* [EXERCISE REQUIREMENTS]: From the entries below, copy out every line with "crate" in it.

* [MATERIAL PROVIDED]:

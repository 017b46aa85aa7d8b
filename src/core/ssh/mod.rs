//! Remote execution capability.
//!
//! Every stage talks to the deployment host through [`RemoteExecutor`]. The
//! production implementation shells out to the system `ssh` client; the mock
//! implementation maps remote paths onto a local directory.

use std::time::Duration;

use serde::Serialize;

use crate::error::{Error, Result, TargetDetails};

mod client;
mod mock;

pub use client::{is_local_host, SshClient};
pub use mock::{MockExecutor, RecordedCommand};

#[derive(Debug, Clone, Default, PartialEq, Eq, Serialize)]
#[serde(rename_all = "camelCase")]
pub struct CommandOutput {
    pub stdout: String,
    pub stderr: String,
    pub success: bool,
    pub exit_code: i32,
}

impl CommandOutput {
    pub fn ok(stdout: impl Into<String>) -> Self {
        Self {
            stdout: stdout.into(),
            stderr: String::new(),
            success: true,
            exit_code: 0,
        }
    }

    pub fn failed(exit_code: i32, stdout: impl Into<String>, stderr: impl Into<String>) -> Self {
        Self {
            stdout: stdout.into(),
            stderr: stderr.into(),
            success: false,
            exit_code,
        }
    }
}

/// Text encoding used when moving file contents to and from the remote host.
#[derive(Debug, Clone, Copy, PartialEq, Eq, Default)]
pub enum TextEncoding {
    #[default]
    Utf8,
    /// ISO-8859-1, used by older SAS sessions.
    Latin1,
}

impl TextEncoding {
    pub fn encode(&self, content: &str) -> Result<Vec<u8>> {
        match self {
            TextEncoding::Utf8 => Ok(content.as_bytes().to_vec()),
            TextEncoding::Latin1 => content
                .chars()
                .map(|c| {
                    u8::try_from(u32::from(c)).map_err(|_| {
                        Error::validation_invalid_argument(
                            "content",
                            format!("Character '{}' cannot be encoded as Latin-1", c),
                            None,
                        )
                    })
                })
                .collect(),
        }
    }

    pub fn decode(&self, bytes: &[u8]) -> String {
        match self {
            TextEncoding::Utf8 => String::from_utf8_lossy(bytes).to_string(),
            TextEncoding::Latin1 => bytes.iter().map(|&b| char::from(b)).collect(),
        }
    }
}

/// Commands and file operations against one remote host/user identity.
///
/// Failures (non-zero exit, transport failure, missing required path) come
/// back as `remote.command_failed` with the captured output. Implementations
/// never retry; callers own retry decisions.
pub trait RemoteExecutor {
    /// Host/user identity used in error details and logs.
    fn target(&self) -> TargetDetails;

    fn run(&self, command: &str, cwd: Option<&str>, timeout: Option<Duration>)
        -> Result<CommandOutput>;

    fn exists(&self, path: &str) -> Result<bool>;

    /// Create a directory and any missing parents.
    fn mkdir_p(&self, path: &str) -> Result<()>;

    /// Remove a file or directory tree. Missing paths are not an error.
    fn remove_all(&self, path: &str) -> Result<()>;

    fn write_file(&self, path: &str, content: &str, encoding: TextEncoding) -> Result<()>;

    fn read_file(&self, path: &str, encoding: TextEncoding) -> Result<String>;

    /// Entry names (not paths) of a directory, sorted.
    fn list_dir(&self, path: &str) -> Result<Vec<String>>;

    /// Copy `src` to `dst`; `dst` names the copy itself and must not exist yet.
    fn copy_recursive(&self, src: &str, dst: &str) -> Result<()>;

    fn make_executable(&self, path: &str) -> Result<()>;

    fn describe(&self) -> String {
        let target = self.target();
        format!(
            "{}@{}",
            target.user.unwrap_or_default(),
            target.host.unwrap_or_default()
        )
    }
}

#[cfg(test)]
mod tests {
    use super::*;

    #[test]
    fn latin1_round_trips_polish_free_text() {
        let bytes = TextEncoding::Latin1.encode("caf\u{e9}").unwrap();
        assert_eq!(bytes, vec![b'c', b'a', b'f', 0xe9]);
        assert_eq!(TextEncoding::Latin1.decode(&bytes), "caf\u{e9}");
    }

    #[test]
    fn latin1_rejects_characters_outside_the_range() {
        let err = TextEncoding::Latin1.encode("\u{15b}rodowisko").unwrap_err();
        assert_eq!(err.code, crate::error::ErrorCode::ValidationInvalidArgument);
    }
}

* [YOUR SOLUTION]:
use crate::error::{Error, Result, TargetDetails};
        assert_eq!(err.code, crate::error::ErrorCode::ValidationInvalidArgument);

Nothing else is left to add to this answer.